Pergeseran Paradigma: Dari Kesiapan Fisik Menuju Ketangguhan Mental dan Ideologi
Perubahan kebijakan dalam program SPPI ini menandai pergeseran paradigma yang sangat signifikan dalam pendekatan bela negara untuk kalangan sipil, khususnya mahasiswa. Paradigma bergeser dari pembentukan komponen cadangan yang berfokus pada kesiapan fisik-militer, menuju pembentukan agent of change yang tangguh secara mental dan ideologis. Konsep bela negara tidak lagi dimaknai secara sempit sebagai kemampuan bertempur, tetapi diperluas sebagai bentuk pengabdian nyata melalui penguatan nilai-nilai kebangsaan dan kepemimpinan di masyarakat. Pergeseran ini sejalan dengan perkembangan kurikulum pendidikan nasional yang semakin mengedepankan pembangunan kompetensi afektif dan karakter peserta didik, sebagai pondasi penting dalam membangun ketahanan nasional.

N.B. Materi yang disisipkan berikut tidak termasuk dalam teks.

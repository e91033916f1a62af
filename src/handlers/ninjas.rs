/// Ninja handlers - HTTP endpoints for CRUD and the nearby lookup
///
/// Every handler follows receive -> validate -> execute -> respond.
/// Validation runs before any persistence call; failures propagate once,
/// as an `AppError`, to the response-writing boundary in `error.rs`.
use actix_web::{web, HttpResponse};
use mongodb::bson::oid::ObjectId;
use mongodb::bson::{self, doc};
use mongodb::Database;
use serde::{Deserialize, Serialize};
use utoipa::{IntoParams, ToSchema};

use crate::db::{NinjaRepository, NEARBY_MAX_DISTANCE_METERS};
use crate::error::{AppError, Result};
use crate::models::{GeoPoint, Ninja};

/// Geometry as submitted by clients; `type` defaults to `"Point"`.
#[derive(Debug, Deserialize, ToSchema)]
pub struct GeometryInput {
    #[serde(rename = "type")]
    pub kind: Option<String>,
    pub coordinates: Option<Vec<f64>>,
}

#[derive(Debug, Deserialize, ToSchema)]
pub struct CreateNinjaRequest {
    pub name: Option<String>,
    pub rank: Option<String>,
    pub available: Option<bool>,
    pub geometry: Option<GeometryInput>,
}

#[derive(Debug, Deserialize, ToSchema)]
pub struct UpdateNinjaRequest {
    pub name: Option<String>,
    pub rank: Option<String>,
    pub available: Option<bool>,
    pub geometry: Option<GeometryInput>,
}

/// Query parameters for the nearby lookup
#[derive(Debug, Deserialize, IntoParams)]
pub struct NearbyQuery {
    /// Latitude of the reference point
    pub lat: Option<f64>,
    /// Longitude of the reference point
    pub lng: Option<f64>,
}

/// Wire form of a ninja; the ObjectId is rendered as its hex string
#[derive(Debug, Serialize, ToSchema)]
pub struct NinjaPayload {
    #[schema(example = "665f1f77bcf86cd799439011")]
    pub id: String,
    pub name: String,
    pub rank: String,
    pub available: bool,
    pub geometry: GeoPoint,
}

impl From<Ninja> for NinjaPayload {
    fn from(ninja: Ninja) -> Self {
        Self {
            id: ninja.id.map(|id| id.to_hex()).unwrap_or_default(),
            name: ninja.name,
            rank: ninja.rank,
            available: ninja.available,
            geometry: ninja.geometry,
        }
    }
}

/// `{ message, ninja }` envelope
#[derive(Debug, Serialize, ToSchema)]
pub struct NinjaResponse {
    pub message: String,
    pub ninja: NinjaPayload,
}

impl NinjaResponse {
    fn new(message: &str, ninja: Ninja) -> Self {
        Self {
            message: message.to_string(),
            ninja: ninja.into(),
        }
    }
}

/// `{ message, ninjas }` envelope
#[derive(Debug, Serialize, ToSchema)]
pub struct NinjaListResponse {
    pub message: String,
    pub ninjas: Vec<NinjaPayload>,
}

impl NinjaListResponse {
    fn new(message: &str, ninjas: Vec<Ninja>) -> Self {
        Self {
            message: message.to_string(),
            ninjas: ninjas.into_iter().map(NinjaPayload::from).collect(),
        }
    }
}

/// `{ message }` body of known errors
#[derive(Debug, Serialize, ToSchema)]
pub struct ErrorResponse {
    pub message: String,
}

fn require_text(value: Option<&str>, message: &str) -> Result<String> {
    match value {
        Some(text) if !text.trim().is_empty() => Ok(text.to_string()),
        _ => Err(AppError::BadRequest(message.to_string())),
    }
}

fn require_coordinates(geometry: Option<&GeometryInput>) -> Result<Vec<f64>> {
    match geometry.and_then(|g| g.coordinates.as_deref()) {
        Some(coordinates) if coordinates.len() == 2 => Ok(coordinates.to_vec()),
        _ => Err(AppError::BadRequest("Coordinates are required!".to_string())),
    }
}

/// Well-formedness gate for path ids, checked before any query is issued.
fn parse_object_id(id: &str) -> Result<ObjectId> {
    ObjectId::parse_str(id).map_err(|_| AppError::BadRequest("Invalid ID format!".to_string()))
}

fn geo_point_from(geometry: &GeometryInput, coordinates: Vec<f64>) -> GeoPoint {
    GeoPoint {
        kind: geometry
            .kind
            .clone()
            .unwrap_or_else(|| GeoPoint::POINT.to_string()),
        coordinates,
    }
}

/// List all ninjas
#[utoipa::path(
    get,
    path = "/api/ninjas",
    tag = "ninjas",
    responses(
        (status = 200, description = "All ninjas", body = NinjaListResponse),
        (status = 500, description = "Persistence failure", body = ErrorResponse)
    )
)]
pub async fn list_ninjas(db: web::Data<Database>) -> Result<HttpResponse> {
    let repo = NinjaRepository::new(db.get_ref());
    let ninjas = repo.find_all().await?;

    Ok(HttpResponse::Ok().json(NinjaListResponse::new("Ninjas listed successfully", ninjas)))
}

/// Find ninjas near a point
#[utoipa::path(
    get,
    path = "/api/ninjas/nearby",
    tag = "ninjas",
    params(NearbyQuery),
    responses(
        (status = 200, description = "Ninjas within 100 km, nearest first", body = NinjaListResponse),
        (status = 400, description = "Missing coordinates", body = ErrorResponse)
    )
)]
pub async fn find_nearby_ninjas(
    db: web::Data<Database>,
    query: web::Query<NearbyQuery>,
) -> Result<HttpResponse> {
    let (lat, lng) = match (query.lat, query.lng) {
        (Some(lat), Some(lng)) => (lat, lng),
        _ => return Err(AppError::BadRequest("Coordinates are required!".to_string())),
    };

    let repo = NinjaRepository::new(db.get_ref());
    let ninjas = repo
        .find_nearby(lng, lat, NEARBY_MAX_DISTANCE_METERS)
        .await?;

    Ok(HttpResponse::Ok().json(NinjaListResponse::new(
        "Nearby ninjas listed successfully",
        ninjas,
    )))
}

/// Find a ninja by id
#[utoipa::path(
    get,
    path = "/api/ninjas/{id}",
    tag = "ninjas",
    params(("id" = String, Path, description = "Hex ObjectId of the ninja")),
    responses(
        (status = 200, description = "The ninja", body = NinjaResponse),
        (status = 400, description = "Malformed id", body = ErrorResponse),
        (status = 404, description = "No such ninja", body = ErrorResponse)
    )
)]
pub async fn get_ninja(db: web::Data<Database>, path: web::Path<String>) -> Result<HttpResponse> {
    let id = parse_object_id(&path)?;

    let repo = NinjaRepository::new(db.get_ref());
    match repo.find_by_id(id).await? {
        Some(ninja) => Ok(HttpResponse::Ok().json(NinjaResponse::new(
            "Ninja found successfully",
            ninja,
        ))),
        None => Err(AppError::NotFound("Ninja not found".to_string())),
    }
}

/// Add a new ninja
#[utoipa::path(
    post,
    path = "/api/ninjas",
    tag = "ninjas",
    request_body = CreateNinjaRequest,
    responses(
        (status = 201, description = "Ninja created", body = NinjaResponse),
        (status = 400, description = "Missing required field", body = ErrorResponse)
    )
)]
pub async fn create_ninja(
    db: web::Data<Database>,
    body: web::Json<CreateNinjaRequest>,
) -> Result<HttpResponse> {
    let name = require_text(body.name.as_deref(), "Name is required!")?;
    let rank = require_text(body.rank.as_deref(), "Rank is required!")?;
    let coordinates = require_coordinates(body.geometry.as_ref())?;
    let geometry = match body.geometry.as_ref() {
        Some(input) => geo_point_from(input, coordinates),
        None => GeoPoint::new(coordinates[0], coordinates[1]),
    };

    let ninja = Ninja {
        id: None,
        name,
        rank,
        available: body.available.unwrap_or(false),
        geometry,
    };

    let repo = NinjaRepository::new(db.get_ref());
    let created = repo.insert(ninja).await?;

    Ok(HttpResponse::Created().json(NinjaResponse::new("Ninja added successfully", created)))
}

/// Update a ninja
#[utoipa::path(
    put,
    path = "/api/ninjas/{id}",
    tag = "ninjas",
    params(("id" = String, Path, description = "Hex ObjectId of the ninja")),
    request_body = UpdateNinjaRequest,
    responses(
        (status = 200, description = "Ninja after the update", body = NinjaResponse),
        (status = 400, description = "Malformed id or missing field", body = ErrorResponse),
        (status = 404, description = "No such ninja", body = ErrorResponse)
    )
)]
pub async fn update_ninja(
    db: web::Data<Database>,
    path: web::Path<String>,
    body: web::Json<UpdateNinjaRequest>,
) -> Result<HttpResponse> {
    let id = parse_object_id(&path)?;
    let name = require_text(body.name.as_deref(), "Name is required!")?;
    let rank = require_text(body.rank.as_deref(), "Rank is required!")?;

    let mut fields = doc! { "name": name, "rank": rank };
    if let Some(available) = body.available {
        fields.insert("available", available);
    }
    if let Some(geometry) = body.geometry.as_ref() {
        let coordinates = require_coordinates(Some(geometry))?;
        fields.insert(
            "geometry",
            bson::to_bson(&geo_point_from(geometry, coordinates))?,
        );
    }

    let repo = NinjaRepository::new(db.get_ref());
    match repo.update_by_id(id, fields).await? {
        Some(ninja) => Ok(HttpResponse::Ok().json(NinjaResponse::new(
            "Ninja updated successfully",
            ninja,
        ))),
        None => Err(AppError::NotFound("Ninja not found".to_string())),
    }
}

/// Delete a ninja
#[utoipa::path(
    delete,
    path = "/api/ninjas/{id}",
    tag = "ninjas",
    params(("id" = String, Path, description = "Hex ObjectId of the ninja")),
    responses(
        (status = 200, description = "The deleted ninja", body = NinjaResponse),
        (status = 400, description = "Malformed id", body = ErrorResponse),
        (status = 404, description = "No such ninja", body = ErrorResponse)
    )
)]
pub async fn delete_ninja(
    db: web::Data<Database>,
    path: web::Path<String>,
) -> Result<HttpResponse> {
    let id = parse_object_id(&path)?;

    let repo = NinjaRepository::new(db.get_ref());
    match repo.delete_by_id(id).await? {
        Some(ninja) => Ok(HttpResponse::Ok().json(NinjaResponse::new(
            "Ninja deleted successfully",
            ninja,
        ))),
        None => Err(AppError::NotFound("Ninja not found".to_string())),
    }
}

#[cfg(test)]
mod tests {
    use super::*;

    #[test]
    fn missing_or_blank_text_is_rejected() {
        assert!(require_text(None, "Name is required!").is_err());
        assert!(require_text(Some(""), "Name is required!").is_err());
        assert!(require_text(Some("   "), "Name is required!").is_err());
        assert_eq!(
            require_text(Some("Naruto"), "Name is required!").unwrap(),
            "Naruto"
        );

        let err = require_text(None, "Rank is required!").unwrap_err();
        assert_eq!(err.to_string(), "Rank is required!");
    }

    #[test]
    fn coordinates_must_be_a_two_element_pair() {
        assert!(require_coordinates(None).is_err());
        assert!(require_coordinates(Some(&GeometryInput {
            kind: None,
            coordinates: None,
        }))
        .is_err());
        assert!(require_coordinates(Some(&GeometryInput {
            kind: None,
            coordinates: Some(vec![135.0]),
        }))
        .is_err());

        let coordinates = require_coordinates(Some(&GeometryInput {
            kind: None,
            coordinates: Some(vec![135.0, 35.0]),
        }))
        .unwrap();
        assert_eq!(coordinates, vec![135.0, 35.0]);
    }

    #[test]
    fn malformed_ids_are_rejected_before_any_query() {
        let err = parse_object_id("not-an-id").unwrap_err();
        assert_eq!(err.to_string(), "Invalid ID format!");
        assert!(matches!(err, AppError::BadRequest(_)));

        let oid = ObjectId::new();
        assert_eq!(parse_object_id(&oid.to_hex()).unwrap(), oid);
    }

    #[test]
    fn geometry_input_type_defaults_to_point() {
        let input = GeometryInput {
            kind: None,
            coordinates: Some(vec![135.0, 35.0]),
        };
        let point = geo_point_from(&input, vec![135.0, 35.0]);
        assert_eq!(point.kind, "Point");
    }

    #[test]
    fn payload_renders_the_id_as_hex() {
        let id = ObjectId::new();
        let payload = NinjaPayload::from(Ninja {
            id: Some(id),
            name: "Naruto".to_string(),
            rank: "Genin".to_string(),
            available: false,
            geometry: GeoPoint::new(135.0, 35.0),
        });
        assert_eq!(payload.id, id.to_hex());
    }
}
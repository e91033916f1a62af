/// Database access layer
///
/// A single pooled `mongodb::Client` is created at startup; handlers check
/// connections out implicitly through each driver call, so every exit path
/// returns its connection to the pool.
pub mod ninja_repo;

pub use ninja_repo::{NinjaRepository, NEARBY_MAX_DISTANCE_METERS};

use mongodb::bson::doc;
use mongodb::{Client, Database};

use crate::config::DatabaseConfig;
use crate::error::Result;

/// Open a pooled client and select the configured database.
///
/// The driver connects lazily; an unreachable server surfaces on the first
/// operation and maps to the 500 taxonomy entry.
pub async fn connect(config: &DatabaseConfig) -> Result<Database> {
    let client = Client::with_uri_str(&config.uri).await?;
    Ok(client.database(&config.database))
}

/// Round-trip ping used by the health endpoint.
pub async fn ping(db: &Database) -> Result<()> {
    db.run_command(doc! { "ping": 1 }, None).await?;
    Ok(())
}
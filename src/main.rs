use actix_cors::Cors;
use actix_web::{middleware::Logger, web, App, HttpResponse, HttpServer};
use tracing_actix_web::TracingLogger;
use tracing_subscriber::{layer::SubscriberExt, util::SubscriberInitExt};
use utoipa::OpenApi;
use utoipa_swagger_ui::SwaggerUi;

use ninja_service::openapi::ApiDoc;
use ninja_service::{db, handlers, Config};

async fn health(db: web::Data<mongodb::Database>) -> HttpResponse {
    match db::ping(db.get_ref()).await {
        Ok(()) => HttpResponse::Ok().json(serde_json::json!({
            "status": "ok",
            "service": "ninja-service",
            "version": env!("CARGO_PKG_VERSION"),
        })),
        Err(e) => HttpResponse::ServiceUnavailable().json(serde_json::json!({
            "status": "unhealthy",
            "error": format!("MongoDB ping failed: {}", e),
            "service": "ninja-service",
        })),
    }
}

async fn openapi_json(doc: web::Data<utoipa::openapi::OpenApi>) -> actix_web::Result<HttpResponse> {
    let body = serde_json::to_string(doc.get_ref()).map_err(|e| {
        tracing::error!("OpenAPI serialization failed: {}", e);
        actix_web::error::ErrorInternalServerError("OpenAPI serialization error")
    })?;

    Ok(HttpResponse::Ok()
        .content_type("application/json")
        .body(body))
}

#[actix_web::main]
async fn main() -> std::io::Result<()> {
    dotenv::dotenv().ok();

    tracing_subscriber::registry()
        .with(
            tracing_subscriber::EnvFilter::try_from_default_env()
                .unwrap_or_else(|_| "info,actix_web=info".into()),
        )
        .with(tracing_subscriber::fmt::layer())
        .init();

    let config = match Config::from_env() {
        Ok(cfg) => cfg,
        Err(e) => {
            tracing::error!("Configuration loading failed: {}", e);
            eprintln!("ERROR: Failed to load configuration: {}", e);
            std::process::exit(1);
        }
    };

    tracing::info!("Starting ninja-service v{}", env!("CARGO_PKG_VERSION"));

    let database = match db::connect(&config.database).await {
        Ok(database) => database,
        Err(e) => {
            tracing::error!("MongoDB client creation failed: {}", e);
            eprintln!("ERROR: Failed to create MongoDB client: {}", e);
            std::process::exit(1);
        }
    };

    // The nearby query needs the 2dsphere index; the service still serves
    // CRUD if the store is down right now, so this is not fatal.
    if let Err(e) = db::NinjaRepository::new(&database).ensure_indexes().await {
        tracing::error!("Failed to ensure geospatial index: {}", e);
    }

    let bind_address = format!("{}:{}", config.app.host, config.app.port);
    tracing::info!("Starting HTTP server at {}", bind_address);

    let database_data = web::Data::new(database);
    let allowed_origins = config.cors.allowed_origins.clone();

    HttpServer::new(move || {
        let mut cors = Cors::default();
        for origin in allowed_origins.split(',') {
            let origin = origin.trim();
            if origin == "*" {
                cors = cors.allow_any_origin();
            } else {
                cors = cors.allowed_origin(origin);
            }
        }
        cors = cors.allow_any_method().allow_any_header().max_age(3600);

        let openapi_doc = ApiDoc::openapi();

        App::new()
            .app_data(database_data.clone())
            .app_data(web::Data::new(openapi_doc.clone()))
            .wrap(cors)
            .wrap(Logger::default())
            .wrap(TracingLogger::default())
            .service(
                SwaggerUi::new("/api-docs/{_:.*}").url("/api/openapi.json", openapi_doc.clone()),
            )
            .route("/api/openapi.json", web::get().to(openapi_json))
            .route("/health", web::get().to(health))
            .configure(handlers::configure)
    })
    .bind(&bind_address)?
    .run()
    .await
}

Struktur Pembinaan: Mengasah Kompetensi Kebangsaan, Patriotisme, dan Kepemimpinan
Materi inti dalam Pembinaan SPPI akan difokuskan pada dua fondasi utama: Nasionalisme dan Patriotisme. Peserta akan diajak mendalami makna kecintaan pada tanah air tidak hanya sebagai slogan, tetapi sebagai motivasi konkret untuk berkontribusi aktif bagi pembangunan bangsa. Program ini juga menekankan pembentukan Karakter disiplin melalui struktur kegiatan yang teratur. Untuk mencapai tujuan tersebut, program dirancang dengan pendekatan edukatif yang sistematis, menghilangkan unsur teknis militer dan lebih menekankan pada pengembangan tiga ranah kompetensi utama:
- Kompetensi Kognitif: Pemahaman mendalam tentang sejarah perjuangan bangsa, nilai-nilai Pancasila, wawasan nusantara, dan ketahanan nasional.
- Kompetensi Afektif: Penanaman rasa cinta tanah air, semangat gotong royong, sikap toleransi, dan tanggung jawab sosial sebagai wujud nyata Patriotisme.
- Kompetensi Psikomotorik: Pembiasaan perilaku disiplin, kemandirian, kepemimpinan, dan kemampuan berorganisasi dalam konteks pemberdayaan masyarakat.
Model pendidikan bela negara seperti ini dinilai lebih kontekstual dengan peran peserta SPPI kelak sebagai penggerak pembangunan. Mereka dibekali bukan dengan keterampilan perang, melainkan dengan 'senjata' Karakter dan Nasionalisme yang kokoh untuk membangun ketahanan masyarakat dari dalam. Hal ini mencerminkan integrasi yang harmonis antara tujuan kurikulum bela negara dengan kebutuhan pembangunan nasional yang berkelanjutan.
Perubahan kebijakan dalam program SPPI ini memberikan pelajaran dan inspirasi berharga bagi seluruh ekosistem pendidikan di Indonesia, terutama bagi guru dan pelajar. Bagi para guru, esensi program ini dapat diintegrasikan ke dalam kurikulum pembelajaran di sekolah, misalnya melalui penguatan proyek penguatan profil pelajar Pancasila yang menekankan nilai kebangsaan dan gotong royong. Bagi para pelajar dan mahasiswa, program ini menjadi ajakan nyata untuk aktif berpartisipasi dalam bentuk bela negara non-militer, yaitu dengan mengasah Karakter, memperdalam Nasionalisme, dan mewujudkan Patriotisme melalui kontribusi positif di lingkungan sekitar. Mari bersama menjadikan ruang kelas dan komunitas kita sebagai laboratorium pertama untuk mempraktikkan nilai-nilai bela negara dalam kehidupan sehari-hari.